Question

Filtering variants in case-control DNA-seq study

0

Entering edit mode

6.5 years ago

YanO ▴ 140

I have a cancer case-control germline DNA sequencing study, 100 cases and 100 healthy controls. I've called my variants, and now I'm looking to filter them. What are the "rules" for filtering out variants present in controls?

Is it a strict dumping of all variants present even once in the controls? Or can I allow one occurance in controls if it's in a lot of cases? For example a variant present in 4 cases and 0 controls seems worthy of further analysis. But what about 7 cases vs 2 controls? 5 cases vs 1? Do I need to factor in, for example, the rate at which my cancer occurs in the general population and allow a few instances in controls because of that?

I've done some reading up on this, but can't seem to find any rules or guidelines. Essentially: how can I define "enrichment" in my cases over controls?

Thank you.

genome DNA-seq filtering • 1.4k views

ADD COMMENT • link 6.4 years ago by YanO ▴ 140

0

Entering edit mode

I would check for the allel frequency of the variants in the controls. As controls can be contaminated with tumor cells, it might be possible that actual somatic variants pop up in the matched normal, but the AF should be rather low. What you could also do is to remove common variants, such as those that have been identified in the 1000 Genomes project (not dbSNP!), either categorically (so allele frequency >0% in all ethnicities, or a few percent). You could do that with the Ensemble Variant Effector Predictor (VEP).

ADD REPLY • link 6.5 years ago by ATpoint 82k

0

Entering edit mode

Thanks so much for your reply. Why would I remove common variants from 1000 genomes but not common variants from dbSNP? Should I also remove variants that are common within my own sequencing data? Also, I should have been more clear sorry, my controls are healthy people, not matched normal tissue. Edited the post to be more clear.

ADD REPLY • link 6.4 years ago by YanO ▴ 140

0

Entering edit mode

There are no rules for this particular type of analysis, which is why you did no find anything. It is actually an interesting time to be in cancer research.

The first thing that I'll say to set the scene is that we don't yet know the effect/impact of the vast majority of variants or mutations. We recognise that somatic mutations in certain genes are more likely to be present in certain cancers, such as PIK3CA in breast cancer, or EGFR is lung cancer. TP53 is then often mutated across many types of carcinomae.

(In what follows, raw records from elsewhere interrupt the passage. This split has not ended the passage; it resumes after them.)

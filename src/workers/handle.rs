//! Supervisor-side handle to one running worker.
//!
//! A handle owns exactly one isolated execution context and one channel pair.
//! Thread-isolated workers run [`WorkerRuntime`] on a dedicated OS thread;
//! process-isolated workers are child processes whose stdin/stdout are bridged
//! into the same channel pair by two tokio tasks, so the delegate sees one
//! interface regardless of backend.

use std::process::Stdio;
use std::sync::Mutex as StdMutex;
use std::sync::atomic::{AtomicBool, Ordering};
use std::thread;
use std::time::Duration;

use tokio::io::{BufReader, BufWriter};
use tokio::process::{Child, Command};
use tokio::runtime::Handle as RuntimeHandle;
use tokio::sync::mpsc::{self, UnboundedReceiver, UnboundedSender};
use tokio::sync::{Mutex, MutexGuard};
use tokio::task::JoinHandle;
use tracing::{debug, info, warn};
use uuid::Uuid;

use super::launcher::LaunchError;
use super::runtime::{RuntimeExit, WorkerRuntime};
use crate::messages::{self, Frame, Message, MessageError, MessageKind};
use crate::sensors::{Sensor, SensorConfig};

/// How long a child process gets to exit on its own after `STOP`.
pub const STOP_GRACE: Duration = Duration::from_millis(500);

enum Backend {
    Thread {
        join: Option<thread::JoinHandle<RuntimeExit>>,
    },
    Process {
        child: Option<Child>,
        reader: Option<JoinHandle<()>>,
        writer: Option<JoinHandle<()>>,
    },
}

pub struct WorkerHandle {
    id: Uuid,
    worker_id: String,
    to_worker: StdMutex<Option<UnboundedSender<Frame>>>,
    from_worker: Mutex<UnboundedReceiver<Frame>>,
    backend: StdMutex<Backend>,
    terminated: AtomicBool,
}

impl WorkerHandle {
    /// Run `sensor` on a dedicated OS thread behind a panic boundary.
    pub fn spawn_thread(
        worker_id: &str,
        sensor: Box<dyn Sensor>,
        config: Option<SensorConfig>,
    ) -> Result<Self, LaunchError> {
        let (to_worker, mut inbound) = mpsc::unbounded_channel::<Frame>();
        let (outbound, from_worker) = mpsc::unbounded_channel::<Frame>();
        let runtime = WorkerRuntime::new(worker_id, sensor);

        let join = thread::Builder::new()
            .name(format!("worker-{worker_id}"))
            .spawn(move || runtime.run(config, &mut inbound, &outbound))
            .map_err(|source| LaunchError::Spawn {
                worker_id: worker_id.to_string(),
                source,
            })?;

        let handle = Self::assemble(worker_id, to_worker, from_worker, Backend::Thread {
            join: Some(join),
        });
        info!(worker_id, handle_id = %handle.id, "spawned worker thread");
        Ok(handle)
    }

    /// Spawn `command` as a child process speaking JSON lines on stdin/stdout.
    ///
    /// Must be called from within a tokio runtime; the stdio bridge tasks
    /// live on it.
    pub fn spawn_process(worker_id: &str, mut command: Command) -> Result<Self, LaunchError> {
        let runtime = RuntimeHandle::try_current()
            .map_err(|_| LaunchError::NoRuntime(worker_id.to_string()))?;

        command
            .stdin(Stdio::piped())
            .stdout(Stdio::piped())
            .kill_on_drop(true);
        let mut child = command.spawn().map_err(|source| LaunchError::Spawn {
            worker_id: worker_id.to_string(),
            source,
        })?;
        let stdin = child.stdin.take().ok_or_else(|| LaunchError::MissingPipe {
            worker_id: worker_id.to_string(),
            stream: "stdin",
        })?;
        let stdout = child.stdout.take().ok_or_else(|| LaunchError::MissingPipe {
            worker_id: worker_id.to_string(),
            stream: "stdout",
        })?;

        let (to_worker, mut outbound_rx) = mpsc::unbounded_channel::<Frame>();
        let (inbound_tx, from_worker) = mpsc::unbounded_channel::<Frame>();

        let reader_id = worker_id.to_string();
        let reader = runtime.spawn(async move {
            let mut stdout = BufReader::new(stdout);
            loop {
                match messages::read_frame(&mut stdout).await {
                    Ok(Some(frame)) => {
                        if inbound_tx.send(frame).is_err() {
                            break;
                        }
                    }
                    Ok(None) => {
                        debug!(worker_id = %reader_id, "worker stdout closed");
                        break;
                    }
                    Err(err) => {
                        warn!(worker_id = %reader_id, error = %err, "worker stdout loop exited");
                        break;
                    }
                }
            }
        });

        let writer_id = worker_id.to_string();
        let writer = runtime.spawn(async move {
            let mut stdin = BufWriter::new(stdin);
            while let Some(frame) = outbound_rx.recv().await {
                if let Err(err) = messages::write_frame(&mut stdin, &frame).await {
                    warn!(worker_id = %writer_id, error = %err, "worker stdin loop exited");
                    break;
                }
            }
        });

        info!(worker_id, pid = child.id(), "spawned worker process");
        Ok(Self::assemble(worker_id, to_worker, from_worker, Backend::Process {
            child: Some(child),
            reader: Some(reader),
            writer: Some(writer),
        }))
    }

    fn assemble(
        worker_id: &str,
        to_worker: UnboundedSender<Frame>,
        from_worker: UnboundedReceiver<Frame>,
        backend: Backend,
    ) -> Self {
        Self {
            id: Uuid::new_v4(),
            worker_id: worker_id.to_string(),
            to_worker: StdMutex::new(Some(to_worker)),
            from_worker: Mutex::new(from_worker),
            backend: StdMutex::new(backend),
            terminated: AtomicBool::new(false),
        }
    }

    /// Unique per launch; distinguishes a restarted worker from its predecessor.
    pub fn id(&self) -> Uuid {
        self.id
    }

    pub fn worker_id(&self) -> &str {
        &self.worker_id
    }

    pub fn is_terminated(&self) -> bool {
        self.terminated.load(Ordering::SeqCst)
    }

    /// Queue one request for the worker.
    pub fn send(&self, message: Message) -> Result<(), MessageError> {
        let guard = self
            .to_worker
            .lock()
            .map_err(|_| MessageError::ChannelClosed)?;
        let sender = guard.as_ref().ok_or(MessageError::ChannelClosed)?;
        sender
            .send(message.into_frame())
            .map_err(|_| MessageError::ChannelClosed)
    }

    /// Exclusive access to the worker's reply channel for one request/response
    /// exchange.
    pub async fn inbox(&self) -> MutexGuard<'_, UnboundedReceiver<Frame>> {
        self.from_worker.lock().await
    }

    /// Stop the worker and release both channel endpoints.
    ///
    /// Idempotent and best-effort: every step runs even if an earlier one
    /// fails, and failures are only logged.
    pub fn terminate(&self) {
        if self.terminated.swap(true, Ordering::SeqCst) {
            return;
        }
        debug!(worker_id = %self.worker_id, handle_id = %self.id, "terminating worker");

        match self.to_worker.lock() {
            Ok(mut guard) => {
                if let Some(sender) = guard.take() {
                    let _ = sender.send(Message::new(MessageKind::Stop).into_frame());
                }
            }
            Err(_) => warn!(worker_id = %self.worker_id, "request channel lock poisoned"),
        }

        if let Ok(mut inbox) = self.from_worker.try_lock() {
            inbox.close();
        }

        let mut backend = match self.backend.lock() {
            Ok(guard) => guard,
            Err(poisoned) => poisoned.into_inner(),
        };
        match &mut *backend {
            // The runtime thread exits on STOP or on the closed channel; it
            // cannot be killed, only detached.
            Backend::Thread { join } => {
                drop(join.take());
            }
            Backend::Process {
                child,
                reader,
                writer,
            } => {
                let Some(mut child) = child.take() else {
                    return;
                };
                let reader = reader.take();
                let writer = writer.take();
                let worker_id = self.worker_id.clone();
                match RuntimeHandle::try_current() {
                    Ok(runtime) => {
                        runtime.spawn(async move {
                            if let Some(writer) = writer {
                                let _ = tokio::time::timeout(STOP_GRACE, writer).await;
                            }
                            match tokio::time::timeout(STOP_GRACE, child.wait()).await {
                                Ok(Ok(status)) => {
                                    debug!(worker_id = %worker_id, %status, "worker process exited")
                                }
                                Ok(Err(err)) => {
                                    warn!(worker_id = %worker_id, ?err, "failed to reap worker process")
                                }
                                Err(_) => {
                                    warn!(worker_id = %worker_id, "worker ignored STOP; killing");
                                    if let Err(err) = child.start_kill() {
                                        warn!(worker_id = %worker_id, ?err, "failed to kill worker process");
                                    }
                                    let _ = child.wait().await;
                                }
                            }
                            if let Some(reader) = reader {
                                reader.abort();
                            }
                        });
                    }
                    Err(_) => {
                        if let Some(writer) = writer {
                            writer.abort();
                        }
                        if let Some(reader) = reader {
                            reader.abort();
                        }
                        if let Err(err) = child.start_kill() {
                            warn!(worker_id = %worker_id, ?err, "failed to kill worker process during drop");
                        }
                    }
                }
            }
        }
    }
}

impl Drop for WorkerHandle {
    fn drop(&mut self) {
        self.terminate();
    }
}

Some key points to consider:

Many germline variants will modulate our respective risk of cancer and other illnesses, therefore you cannot completely eiiminate variants in your matched normals. As my colleague ATPoint mentions, use allele frequency data from the large population studies in order to help you with filtering. Variants with a large allele frequency in healthy populations are less likely to greatly increse risk of cancer as, otherwise, most of us would develop cancer early in life
from where did you obtain your 'normal' DNA? - surrounding the tumour biopsy?; leukocyte/lymphocyte DNA from the buffy coat of a blood biopsy? If 'normal' tissue surrounding the tumour, then this is not quite 'normal' and may have somatic mutations present from very early tumour clones
Is your tumour sample from a bulk biopsy? - in that case, it will contain many tumour clones, each with different mutational profiles. How this will be reflected in your results is somatic mutations called at varying frequencies ranging from 1 up to almost 100%.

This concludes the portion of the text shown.